## [Exercise goal]
Each entry that follows should be written again verbatim.

The data Block Start

// SPDX-FileCopyrightText: 2026 Faqline Contributors
// SPDX-License-Identifier: MIT OR Apache-2.0

//! Configuration model structs for the Faqline FAQ engine.
//!
//! All structs use `#[serde(deny_unknown_fields)]` to reject unrecognized
//! config keys at startup, providing actionable error messages.

use serde::{Deserialize, Serialize};

/// Top-level Faqline configuration.
///
/// Loaded from TOML files following XDG hierarchy, with environment variable
/// overrides. All sections are optional and default to sensible values; the
/// compiled default FAQ dataset ships with the binary.
#[derive(Debug, Clone, Deserialize, Serialize)]
#[serde(deny_unknown_fields)]
pub struct FaqlineConfig {
    /// Agent identity and logging settings.
    #[serde(default)]
    pub agent: AgentConfig,

    /// Engine behavior settings (reply delay, fallback answer).
    #[serde(default)]
    pub engine: EngineConfig,

    /// Ordered FAQ entries. Order is significant: earlier entries win when
    /// several keyword sets match the same query.
    #[serde(default = "default_faq_entries")]
    pub faq: Vec<FaqEntryConfig>,
}

impl Default for FaqlineConfig {
    fn default() -> Self {
        Self {
            agent: AgentConfig::default(),
            engine: EngineConfig::default(),
            faq: default_faq_entries(),
        }
    }
}

/// Agent identity and logging configuration.
#[derive(Debug, Clone, Deserialize, Serialize)]
#[serde(deny_unknown_fields)]
pub struct AgentConfig {
    /// Display name of the agent.
    #[serde(default = "default_agent_name")]
    pub name: String,

    /// Logging level (trace, debug, info, warn, error).
    #[serde(default = "default_log_level")]
    pub log_level: String,
}

impl Default for AgentConfig {
    fn default() -> Self {
        Self {
            name: default_agent_name(),
            log_level: default_log_level(),
        }
    }
}

fn default_agent_name() -> String {
    "faqline".to_string()
}

fn default_log_level() -> String {
    "info".to_string()
}

/// Engine behavior configuration.
#[derive(Debug, Clone, Deserialize, Serialize)]
#[serde(deny_unknown_fields)]
pub struct EngineConfig {
    /// Delay in milliseconds between a user submission and the bot reply.
    /// Uniform for every submission, so replies stay in submission order.
    #[serde(default = "default_response_delay_ms")]
    pub response_delay_ms: u64,

    /// Answer returned when no FAQ entry matches a query.
    #[serde(default = "default_fallback_answer")]
    pub fallback_answer: String,
}

impl Default for EngineConfig {
    fn default() -> Self {
        Self {
            response_delay_ms: default_response_delay_ms(),
            fallback_answer: default_fallback_answer(),
        }
    }
}

fn default_response_delay_ms() -> u64 {
    500
}

fn default_fallback_answer() -> String {
    "I'm sorry, I couldn't find an answer to that question. Could you please \
     rephrase it or try a different query?"
        .to_string()
}

/// One FAQ entry: a keyword set and the canonical answer it maps to.
#[derive(Debug, Clone, Deserialize, Serialize)]
#[serde(deny_unknown_fields)]
pub struct FaqEntryConfig {
    /// Lowercase keywords. A query matches this entry when any keyword is a
    /// substring of the lowercased query.
    pub keywords: Vec<String>,

    /// The canonical answer for this entry.
    pub answer: String,
}

/// The compiled-in FAQ dataset, used when no `[[faq]]` entries are configured.
pub fn default_faq_entries() -> Vec<FaqEntryConfig> {
    let entries: &[(&[&str], &str)] = &[
        (
            &["hello", "hi", "hey", "greetings"],
            "Hello! How can I assist you today regarding our services?",
        ),
        (
            &["services", "offer", "what do you do", "provide"],
            "We offer a wide range of services including product support, technical \
             assistance, and general information about our company.",
        ),
        (
            &["contact", "support", "reach out", "phone", "email"],
            "You can contact our support team via email at support@example.com or call \
             us at 1-800-123-4567 during business hours.",
        ),
        (
            &["pricing", "cost", "how much", "price"],
            "Our pricing varies depending on the service. Please visit our 'Pricing' \
             page on the website or contact sales for a detailed quote.",
        ),
        (
            &["account", "login", "password", "reset"],
            "For account-related issues, please visit our 'Account Management' section \
             or use the 'Forgot Password' link on the login page.",
        ),
        (
            &["shipping", "delivery", "order status"],
            "You can track your order status by logging into your account or by \
             entering your order number on our 'Order Tracking' page.",
        ),
        (
            &["return", "refund", "exchange"],
            "Please refer to our 'Return Policy' page for detailed information on \
             returns, refunds, and exchanges. Most items can be returned within 30 days.",
        ),
        (
            &["features", "product capabilities", "what can it do"],
            "Our product boasts features like real-time analytics, customizable \
             dashboards, and seamless integration with popular tools. Visit our \
             product page for more details!",
        ),
        (
            &["security", "data protection", "safe"],
            "We prioritize your data security with industry-standard encryption, \
             regular audits, and strict privacy policies. Your information is safe \
             with us.",
        ),
        (
            &["payment methods", "credit card", "paypal"],
            "We accept various payment methods including major credit cards (Visa, \
             MasterCard, Amex), PayPal, and bank transfers.",
        ),
    ];

    entries
        .iter()
        .map(|(keywords, answer)| FaqEntryConfig {
            keywords: keywords.iter().map(|k| k.to_string()).collect(),
            answer: answer.to_string(),
        })
        .collect()
}

#[cfg(test)]
mod tests {
    use super::*;

    #[test]
    fn default_config_carries_the_builtin_dataset() {
        let config = FaqlineConfig::default();
        assert_eq!(config.faq.len(), 10);
        assert!(config.faq[0].keywords.contains(&"hello".to_string()));
        assert_eq!(config.engine.response_delay_ms, 500);
    }

    #[test]
    fn default_keywords_are_all_lowercase() {
        for entry in default_faq_entries() {
            for kw in &entry.keywords {
                assert_eq!(kw, &kw.to_lowercase(), "keyword `{kw}` is not lowercase");
            }
        }
    }

    #[test]
    fn greeting_entry_comes_first() {
        // Entry order decides precedence for ambiguous queries, so the
        // dataset must keep the greeting entry ahead of pricing.
        let entries = default_faq_entries();
        let hello = entries
            .iter()
            .position(|e| e.keywords.contains(&"hello".to_string()))
            .unwrap();
        let pricing = entries
            .iter()
            .position(|e| e.keywords.contains(&"pricing".to_string()))
            .unwrap();
        assert!(hello < pricing);
    }
}
mod app;
mod cli_opts;
mod config;
mod output;

pub use app::*;
pub use cli_opts::command_from_cli;
pub use config::*;
pub use output::*;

The data Block End

## [Answer section]
// SPDX-FileCopyrightText: 2026 Faqline Contributors
// SPDX-License-Identifier: MIT OR Apache-2.0

//! Configuration model structs for the Faqline FAQ engine.
//!
//! All structs use `#[serde(deny_unknown_fields)]` to reject unrecognized
//! config keys at startup, providing actionable error messages.

use serde::{Deserialize, Serialize};

/// Top-level Faqline configuration.
///
/// Loaded from TOML files following XDG hierarchy, with environment variable
/// overrides. All sections are optional and default to sensible values; the
/// compiled default FAQ dataset ships with the binary.
#[derive(Debug, Clone, Deserialize, Serialize)]
#[serde(deny_unknown_fields)]
pub struct FaqlineConfig {
    /// Agent identity and logging settings.
    #[serde(default)]
    pub agent: AgentConfig,

    /// Engine behavior settings (reply delay, fallback answer).
    #[serde(default)]
    pub engine: EngineConfig,

    /// Ordered FAQ entries. Order is significant: earlier entries win when
    /// several keyword sets match the same query.
    #[serde(default = "default_faq_entries")]
    pub faq: Vec<FaqEntryConfig>,
}

impl Default for FaqlineConfig {
    fn default() -> Self {
        Self {
            agent: AgentConfig::default(),
            engine: EngineConfig::default(),
            faq: default_faq_entries(),
        }
    }
}

/// Agent identity and logging configuration.
#[derive(Debug, Clone, Deserialize, Serialize)]
#[serde(deny_unknown_fields)]
pub struct AgentConfig {
    /// Display name of the agent.
    #[serde(default = "default_agent_name")]
    pub name: String,

    /// Logging level (trace, debug, info, warn, error).
    #[serde(default = "default_log_level")]
    pub log_level: String,
}

impl Default for AgentConfig {
    fn default() -> Self {
        Self {
            name: default_agent_name(),
            log_level: default_log_level(),
        }
    }
}

fn default_agent_name() -> String {
    "faqline".to_string()
}

fn default_log_level() -> String {
    "info".to_string()
}

/// Engine behavior configuration.
#[derive(Debug, Clone, Deserialize, Serialize)]
#[serde(deny_unknown_fields)]
pub struct EngineConfig {
    /// Delay in milliseconds between a user submission and the bot reply.
    /// Uniform for every submission, so replies stay in submission order.
    #[serde(default = "default_response_delay_ms")]
    pub response_delay_ms: u64,

    /// Answer returned when no FAQ entry matches a query.
    #[serde(default = "default_fallback_answer")]
    pub fallback_answer: String,
}

impl Default for EngineConfig {
    fn default() -> Self {
        Self {
            response_delay_ms: default_response_delay_ms(),
            fallback_answer: default_fallback_answer(),
        }
    }
}

fn default_response_delay_ms() -> u64 {
    500
}

fn default_fallback_answer() -> String {
    "I'm sorry, I couldn't find an answer to that question. Could you please \
     rephrase it or try a different query?"
        .to_string()
}

/// One FAQ entry: a keyword set and the canonical answer it maps to.
#[derive(Debug, Clone, Deserialize, Serialize)]
#[serde(deny_unknown_fields)]
pub struct FaqEntryConfig {
    /// Lowercase keywords. A query matches this entry when any keyword is a
    /// substring of the lowercased query.
    pub keywords: Vec<String>,

    /// The canonical answer for this entry.
    pub answer: String,
}

/// The compiled-in FAQ dataset, used when no `[[faq]]` entries are configured.
pub fn default_faq_entries() -> Vec<FaqEntryConfig> {
    let entries: &[(&[&str], &str)] = &[
        (
            &["hello", "hi", "hey", "greetings"],
            "Hello! How can I assist you today regarding our services?",
        ),
        (
            &["services", "offer", "what do you do", "provide"],
            "We offer a wide range of services including product support, technical \
             assistance, and general information about our company.",
        ),
        (
            &["contact", "support", "reach out", "phone", "email"],
            "You can contact our support team via email at support@example.com or call \
             us at 1-800-123-4567 during business hours.",
        ),
        (
            &["pricing", "cost", "how much", "price"],
            "Our pricing varies depending on the service. Please visit our 'Pricing' \
             page on the website or contact sales for a detailed quote.",
        ),
        (
            &["account", "login", "password", "reset"],
            "For account-related issues, please visit our 'Account Management' section \
             or use the 'Forgot Password' link on the login page.",
        ),
        (
            &["shipping", "delivery", "order status"],
            "You can track your order status by logging into your account or by \
             entering your order number on our 'Order Tracking' page.",
        ),
        (
            &["return", "refund", "exchange"],
            "Please refer to our 'Return Policy' page for detailed information on \
             returns, refunds, and exchanges. Most items can be returned within 30 days.",
        ),
        (
            &["features", "product capabilities", "what can it do"],
            "Our product boasts features like real-time analytics, customizable \
             dashboards, and seamless integration with popular tools. Visit our \
             product page for more details!",
        ),
        (
            &["security", "data protection", "safe"],
            "We prioritize your data security with industry-standard encryption, \
             regular audits, and strict privacy policies. Your information is safe \
             with us.",
        ),
        (
            &["payment methods", "credit card", "paypal"],
            "We accept various payment methods including major credit cards (Visa, \
             MasterCard, Amex), PayPal, and bank transfers.",
        ),
    ];

    entries
        .iter()
        .map(|(keywords, answer)| FaqEntryConfig {
            keywords: keywords.iter().map(|k| k.to_string()).collect(),
            answer: answer.to_string(),
        })
        .collect()
}

#[cfg(test)]
mod tests {
    use super::*;

    #[test]
    fn default_config_carries_the_builtin_dataset() {
        let config = FaqlineConfig::default();
        assert_eq!(config.faq.len(), 10);
        assert!(config.faq[0].keywords.contains(&"hello".to_string()));
        assert_eq!(config.engine.response_delay_ms, 500);
    }

    #[test]
    fn default_keywords_are_all_lowercase() {
        for entry in default_faq_entries() {
            for kw in &entry.keywords {
                assert_eq!(kw, &kw.to_lowercase(), "keyword `{kw}` is not lowercase");
            }
        }
    }

    #[test]
    fn greeting_entry_comes_first() {
        // Entry order decides precedence for ambiguous queries, so the
        // dataset must keep the greeting entry ahead of pricing.
        let entries = default_faq_entries();
        let hello = entries
            .iter()
            .position(|e| e.keywords.contains(&"hello".to_string()))
            .unwrap();
        let pricing = entries
            .iter()
            .position(|e| e.keywords.contains(&"pricing".to_string()))
            .unwrap();
        assert!(hello < pricing);
    }
}
mod app;
mod cli_opts;
mod config;
mod output;

pub use app::*;
pub use cli_opts::command_from_cli;
pub use config::*;
pub use output::*;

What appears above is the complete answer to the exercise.